Call of the Undertow concerns a middle-aged woman who deliberately flees from a cosy, middle-class and suburban Oxford to the wilds of Caithness in North Eastern Scotland, in an attempt to escape a past trauma that still, of course, haunts her. Maggie, a cartographer, is reserved and defensive, and has trouble forming friends among the villagers she meets who mostly treat her as a passing tourist or incomer. Drawn to a young nine year old boy, Trothan, who is equally set apart, the pair bond over the making of maps. Literally a wild child because of his habit of roaming the countryside alone, shunning human company, Trothan as a character is also associated with the selkies; seal-like sea-creatures who might take on human form for a time before returning to their watery home. The lesson Maggie learns from her charge is that place is not simply what you see but also concerns stories, affective connections and imaginative relations. Unlike Maggie’s professional work, which is based on empirical evidence and used for information retrieval, Trothan’s map puts more in, charting a kinship which takes in the historical, the aesthetic, the fabular and the mythic. His map making is “highly detailed, figurative, but also conveying a real geography”, connecting the land and the depths of the seabed; “it seemed to take the artistic merit of early maps, the later passion for accurate geography, but then add a further layer of story and subjective interpretation of the landscape.” Maggie’s troubled bonding with Trothan allows the reader a delayed glimpse into her own difficult past and enables Cracknell to plot a redemptive healing and a final settlement.

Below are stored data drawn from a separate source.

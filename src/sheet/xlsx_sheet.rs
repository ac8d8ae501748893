use anyhow::{anyhow, bail, Result};
use std::path::{Path, PathBuf};
use tracing::{debug, info, warn};
use umya_spreadsheet::{reader, writer, Spreadsheet, Worksheet};

use super::{
    replace_file, ColumnMap, HighlightSink, HighlightStyle, Row, RowSource, Sheet, COL_LINK,
};

// Row 1 holds the headers
const HEADER_ROW: u32 = 1;
const FIRST_DATA_ROW: u32 = 2;

/// One worksheet of an `.xlsx` workbook.
///
/// Highlights are solid background fills over every cell of a data row, so
/// the workbook keeps its columns unchanged. Other worksheets are written back
/// as they were read.
pub struct XlsxSheet {
    path: PathBuf,
    output: Option<PathBuf>,
    sheet_name: String,
    style: HighlightStyle,
    book: Option<Spreadsheet>,
}

impl XlsxSheet {
    pub fn open(path: impl Into<PathBuf>, sheet_name: impl Into<String>) -> Self {
        Self {
            path: path.into(),
            output: None,
            sheet_name: sheet_name.into(),
            style: HighlightStyle::default(),
            book: None,
        }
    }

    /// Write highlights to `output` instead of back into the source workbook
    pub fn with_output(mut self, output: impl Into<PathBuf>) -> Self {
        self.output = Some(output.into());
        self
    }

    pub fn with_style(mut self, style: HighlightStyle) -> Self {
        self.style = style;
        self
    }

    fn book(&mut self) -> Result<&mut Spreadsheet> {
        let book = match self.book.take() {
            Some(book) => book,
            None => {
                let book = reader::xlsx::read(&self.path)
                    .map_err(|e| anyhow!("Failed to open workbook {}: {:?}", self.path.display(), e))?;
                info!("Loaded workbook {}", self.path.display());
                book
            }
        };
        Ok(self.book.insert(book))
    }

    fn worksheet(&mut self) -> Result<&mut Worksheet> {
        let name = self.sheet_name.clone();
        let path = self.path.clone();
        let sheets = self.book()?.get_sheet_collection_mut();

        let index = match sheets.iter().position(|ws| ws.get_name() == name) {
            Some(index) => index,
            None if !sheets.is_empty() => {
                warn!(
                    "Workbook {} has no sheet '{}', using '{}'",
                    path.display(),
                    name,
                    sheets[0].get_name()
                );
                0
            }
            None => bail!("Workbook {} has no sheets", path.display()),
        };
        Ok(&mut sheets[index])
    }
}

/// Number of rows below the header
fn data_rows(ws: &Worksheet) -> u32 {
    ws.get_highest_row().saturating_sub(HEADER_ROW)
}

/// `FFFF00` becomes `FFFFFF00`; eight-digit values are taken as ARGB already
fn argb(color: &str) -> String {
    let color = color.trim_start_matches('#').to_ascii_uppercase();
    if color.len() == 6 {
        format!("FF{}", color)
    } else {
        color
    }
}

impl Sheet for XlsxSheet {
    fn target_path(&self) -> &Path {
        self.output.as_deref().unwrap_or(&self.path)
    }
}

impl RowSource for XlsxSheet {
    fn read_rows(&mut self) -> Result<Vec<Row>> {
        let path = self.path.clone();
        let ws = self.worksheet()?;

        let headers: Vec<String> = (1..=ws.get_highest_column())
            .map(|col| ws.get_value((col, HEADER_ROW)))
            .collect();
        let Some(columns) = ColumnMap::locate(headers.iter().map(String::as_str)) else {
            bail!("Sheet {} has no {} column", path.display(), COL_LINK);
        };
        debug!("Column positions in '{}': {:?}", ws.get_name(), columns);

        let rows: Vec<Row> = (FIRST_DATA_ROW..=ws.get_highest_row())
            .map(|row| columns.row(|i| ws.get_value((i as u32 + 1, row))))
            .collect();

        info!("Read {} rows from sheet '{}' of {}", rows.len(), ws.get_name(), path.display());
        Ok(rows)
    }
}

impl HighlightSink for XlsxSheet {
    fn write_highlights(&mut self, flags: &[bool]) -> Result<()> {
        let style = self.style.clone();
        let target = self.target_path().to_path_buf();
        let ws = self.worksheet()?;

        let rows = data_rows(ws) as usize;
        if flags.len() != rows {
            bail!("Got {} highlight flags for {} rows", flags.len(), rows);
        }

        let last_col = ws.get_highest_column().max(1);
        for (row, &flag) in (FIRST_DATA_ROW..).zip(flags) {
            let color = argb(style.marker(flag));
            for col in 1..=last_col {
                ws.get_style_mut((col, row)).set_background_color(color.as_str());
            }
        }

        let book = self.book()?;
        replace_file(&target, |temp| {
            writer::xlsx::write(&*book, temp)
                .map_err(|e| anyhow!("Failed to write workbook {}: {:?}", temp.display(), e))
        })?;

        info!(
            "Filled {} highlighted of {} rows in {}",
            flags.iter().filter(|&&flag| flag).count(),
            flags.len(),
            target.display()
        );
        Ok(())
    }
}

#[cfg(test)]
mod tests {
    use super::*;
    use std::fs;
    use uuid::Uuid;

    fn temp_workbook(sheet_name: &str, cells: &[&[&str]]) -> PathBuf {
        let mut book = umya_spreadsheet::new_file();
        let ws = book.new_sheet(sheet_name).unwrap();
        for (r, values) in cells.iter().enumerate() {
            for (c, value) in values.iter().enumerate() {
                if !value.is_empty() {
                    ws.get_cell_mut((c as u32 + 1, r as u32 + 1)).set_value(*value);
                }
            }
        }

        let path = std::env::temp_dir().join(format!("job_dedup_sheet_{}.xlsx", Uuid::new_v4()));
        writer::xlsx::write(&book, &path).unwrap();
        path
    }

    fn fill(path: &Path, sheet_name: &str, col: u32, row: u32) -> Option<String> {
        let book = reader::xlsx::read(path).unwrap();
        let ws = book
            .get_sheet_collection()
            .iter()
            .find(|ws| ws.get_name() == sheet_name)
            .unwrap();
        ws.get_style((col, row))
            .get_background_color()
            .map(|color| color.get_argb().to_string())
    }

    #[test]
    fn test_argb() {
        assert_eq!(argb("FFFF00"), "FFFFFF00");
        assert_eq!(argb("#ffffff"), "FFFFFFFF");
        assert_eq!(argb("80FF0000"), "80FF0000");
    }

    #[test]
    fn test_read_rows_from_named_sheet() {
        let path = temp_workbook(
            "Main",
            &[
                &["NO", "Link", "RESUME", "COMPANY NAME", "JOB TITLE"],
                &["1", "https://acme.com/jobs/1", " Res A ", "Acme", "Engineer"],
                &["2", "https://acme.com/jobs/2", "", "Acme", "Designer"],
            ],
        );
        let mut sheet = XlsxSheet::open(&path, "Main");
        let rows = sheet.read_rows().unwrap();

        assert_eq!(rows.len(), 2);
        assert_eq!(rows[0].link, "https://acme.com/jobs/1");
        assert_eq!(rows[0].resume.as_deref(), Some("Res A"));
        assert_eq!(rows[1].job_title, "Designer");
        assert!(rows[1].resume.is_none());
        fs::remove_file(path).unwrap();
    }

    #[test]
    fn test_missing_sheet_falls_back_to_first() {
        let path = temp_workbook("Main", &[&["NO", "LINK"], &["1", "https://a.com"]]);
        // new_file() starts with an empty "Sheet1" ahead of "Main"
        let err = XlsxSheet::open(&path, "Bids").read_rows().unwrap_err();
        assert!(err.to_string().contains("no LINK column"));
        fs::remove_file(path).unwrap();
    }

    #[test]
    fn test_write_fills_rows() {
        let path = temp_workbook(
            "Main",
            &[
                &["NO", "LINK", "COMPANY NAME"],
                &["1", "https://a.com", "A"],
                &["2", "https://www.a.com/", "A"],
            ],
        );
        let mut sheet = XlsxSheet::open(&path, "Main");
        assert_eq!(sheet.read_rows().unwrap().len(), 2);
        sheet.write_highlights(&[false, true]).unwrap();

        assert_eq!(fill(&path, "Main", 1, 2).as_deref(), Some("FFFFFFFF"));
        assert_eq!(fill(&path, "Main", 3, 2).as_deref(), Some("FFFFFFFF"));
        assert_eq!(fill(&path, "Main", 1, 3).as_deref(), Some("FFFFFF00"));
        assert_eq!(fill(&path, "Main", 3, 3).as_deref(), Some("FFFFFF00"));

        // values are untouched
        let rows = XlsxSheet::open(&path, "Main").read_rows().unwrap();
        assert_eq!(rows[1].link, "https://www.a.com/");
        fs::remove_file(path).unwrap();
    }

    #[test]
    fn test_write_to_output_leaves_source() {
        let path = temp_workbook("Main", &[&["NO", "LINK"], &["1", "https://a.com"]]);
        let output = std::env::temp_dir().join(format!("job_dedup_out_{}.xlsx", Uuid::new_v4()));

        let mut sheet = XlsxSheet::open(&path, "Main").with_output(&output);
        assert_eq!(sheet.target_path(), output.as_path());
        sheet.write_highlights(&[true]).unwrap();

        assert_eq!(fill(&output, "Main", 2, 2).as_deref(), Some("FFFFFF00"));
        assert_eq!(fill(&path, "Main", 2, 2), None);
        fs::remove_file(path).unwrap();
        fs::remove_file(output).unwrap();
    }

    #[test]
    fn test_flag_count_must_match() {
        let path = temp_workbook("Main", &[&["NO", "LINK"], &["1", "https://a.com"]]);
        let mut sheet = XlsxSheet::open(&path, "Main");
        assert!(sheet.write_highlights(&[true, false]).is_err());
        fs::remove_file(path).unwrap();
    }
}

Reading Call is like savouring slow food; however, the wider society of Quarrytown village, or even Scotland, is not the novel’s preoccupation. Instead, the novel offers Maggie’s present troubled psyche and her commitment to a boy who ultimately remains unknowable to her (or even to his own family); details of her past life are deliberately withheld from the reader till late in the novel and only sketched fleetingly. The evocation of Scotland’s sublime landscape (in the Edmund Burkean sense) is Cracknell’s main focus and the locus of its intensity; in this, Trothan’s liminality – human and animal/mythic – is key. The best sections of the novel hint at a strangeness that is beyond human ken, an unhomeliness that is neither a full-blown gothic supernatural nor an oddity that can be explained away; this ambivalence and its potential for menace (or later melancholia) begins with disquieting incursions into Maggie’s private garden in the novel’s opening pages.

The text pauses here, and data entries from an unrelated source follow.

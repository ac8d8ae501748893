use anyhow::{bail, Result};

use super::{HighlightSink, Row, RowSource};

/// Sheet kept entirely in memory, for embedding and tests
#[derive(Debug, Clone, Default)]
pub struct MemorySheet {
    rows: Vec<Row>,
    highlights: Option<Vec<bool>>,
}

impl MemorySheet {
    pub fn new(rows: Vec<Row>) -> Self {
        Self { rows, highlights: None }
    }

    /// Flags from the last write, if any
    pub fn highlights(&self) -> Option<&[bool]> {
        self.highlights.as_deref()
    }
}

impl RowSource for MemorySheet {
    fn read_rows(&mut self) -> Result<Vec<Row>> {
        Ok(self.rows.clone())
    }
}

impl HighlightSink for MemorySheet {
    fn write_highlights(&mut self, flags: &[bool]) -> Result<()> {
        if flags.len() != self.rows.len() {
            bail!("Got {} highlight flags for {} rows", flags.len(), self.rows.len());
        }
        self.highlights = Some(flags.to_vec());
        Ok(())
    }
}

Cracknell’s novel works best as a mood piece. The more homely narrative of Maggie’s story doesn’t always sit easily with the bigger canvas of the literary sublime nor with the redemption suggested by the congruence of the natural and the human at the novel’s close; the conclusion seems seems a tad “pat”. Other issues taken up and then dropped – how communities draw lines between insiders and outsiders, what exactly Trothan signifies for Maggie, the wider politics and dynamics of belonging – suggest at times a book that hasn’t really settled in itself and having opened a Pandora’s box of themes hasn’t quite managed to put them all back. Despite these reservations, Call of the Undertow sustains its marvellous depth of feeling. The cartographic and/or perambulating trope, and the sublime evoked that is in turns beautiful and terrifying, are very finely wrought. Call’s engagement with hearts as well as minds responds to the question posed poignantly in Kei Miller’s The Cartographer Tries to Map a Way to Zion; “how does one map a place that is not quite a place?”